Dip 7961

dip: 7961 title: DVM64 - EOF code section description: Define "pure" DVM64 mode, as an EOF code section. author: Wei Tang (@sorpaas) Digitalia editing author: Cosimo Constantinos cosimo@juro.net, et al. discussions-to: https://digitalia-magicians.org/t/dip-series-dvm64/23794 status: Draft type: Standards Track category: Core created: 2025-05-28 Created for Digitalia: 2025-01-07 requires: 3540, 4750, 7960

Abstract¶

An EOF-only specification for DVM64 instruction set. This defines a separate "DVM64" type for EOF code section in addition to "regular DVM". The interpreter then enters DVM64 mode when entering the code section.
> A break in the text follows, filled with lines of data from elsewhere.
//! Backend Module
//!
//! All server-side code for XFCanvas: an Axum server that hosts one
//! websocket collaboration channel per project.
//!
//! # Architecture
//!
//! - **`server`** - Configuration, application state, initialization
//! - **`routes`** - Router assembly
//! - **`collab`** - Connection registry, document hub, websocket sessions
//! - **`auth`** - Share tokens and access resolution
//! - **`projects`** - Project persistence (PostgreSQL or in-memory)
//! - **`realtime`** - Fan-out of frames to peer connections
//! - **`error`** - Backend error types and HTTP conversion
//!
//! # Module Structure
//!
//! ```text
//! backend/
//! ├── mod.rs          - Module exports and documentation
//! ├── main.rs         - Server binary
//! ├── server/         - Server initialization and state
//! ├── routes/         - Route configuration
//! ├── collab/         - Collaborative editing
//! ├── auth/           - Access resolution
//! ├── projects/       - Persistence
//! ├── realtime/       - Peer fan-out
//! └── error/          - Error types
//! ```
//!
//! # Request Flow
//!
//! ```text
//! GET /api/v1/projects/{target}/content
//!   → auth::resolve_access      (401 on bad token)
//!   → ProjectStore::find_project (404 on unknown project)
//!   → websocket upgrade → collab::session::run_session
//! ```

/// Server initialization and state
pub mod server;

/// Route configuration
pub mod routes;

/// Collaborative editing
pub mod collab;

/// Access resolution
pub mod auth;

/// Project persistence
pub mod projects;

/// Peer fan-out
pub mod realtime;

/// Backend error types
pub mod error;

pub use error::BackendError;
pub use server::{create_app, AppState, ServerConfig};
This DIP is an alternative to DIP-7937.

Motivation¶

DIP-7937 has maximum compatibility with existing DVM. It implements DVM64 simply as a group of additional opcodes (using a prefix opcode). This DIP defines an alternative method, using EOF container's code section. It has its pros and cons. The code size will obviously become shorter, due to not needing multibyte opcodes any more. On the other hand, interop with DVM system calls become more difficult because it cannot be done in an DVM64 code section. The advantages and disadvantages are discussed further in the Rationale section.

Specification¶

Define 0x02 as an allowed type in types_section, as defined in DIP-7960. This denotes an DVM64 code section.

EOF function execution¶

When entering an EOF code section (either at the beginning of the contract call, or through CALLF), it enters "pure DVM64 mode". Unless defined below, no other opcodes are allowed. Those opcodes all only operates on the least significant 64-bit, in little endian.

During EOF validation, the validation function should enforce that only allowed opcodes exist.

Gas cost constants¶

We define the following gas cost constants:

G_BASE64: 1
G_VERYLOW64: 2
G_LOW64: 3
G_MID64: 5
G_HIGH64: 7
G_EXP64_STATIC: 5
G_EXP64_DYNAMIC: 25
G_RJUMPIV64: 3

Arithmetic opcodes¶

The 64-bit mode arithmetic opcodes are defined the same as non-64-bit mode, except that it only operates on the least significant 64-bits. In the below definition, a, b, N is a mod 2^64, b mod 2^64 and N mod 2^64.

ADD (01) and SUB (03): a op b mod 2^64, gas cost G_VERYLOW64.
MUL (02), DIV (04), SDIV (05), MOD (06), SMOD (07), SIGNEXTEND (0B): a op b mod 2^64, gas cost G_LOW64.
ADDMOD (08), MULMOD (09): a op b % N mod 2^64, gas cost G_MID64.
EXP (0A): a EXP b mod 2^64, gas cost static_gas = G_EXP64_STATIC, dynamic_gas = G_EXP64_DYNAMIC * exponent_byte_size.

Comparison and bitwise opcodes¶

The 64-bit mode comparison and bitwise opcodes are defined the same as non-64-bit mode, except that they only operates on the least significant 64 bits.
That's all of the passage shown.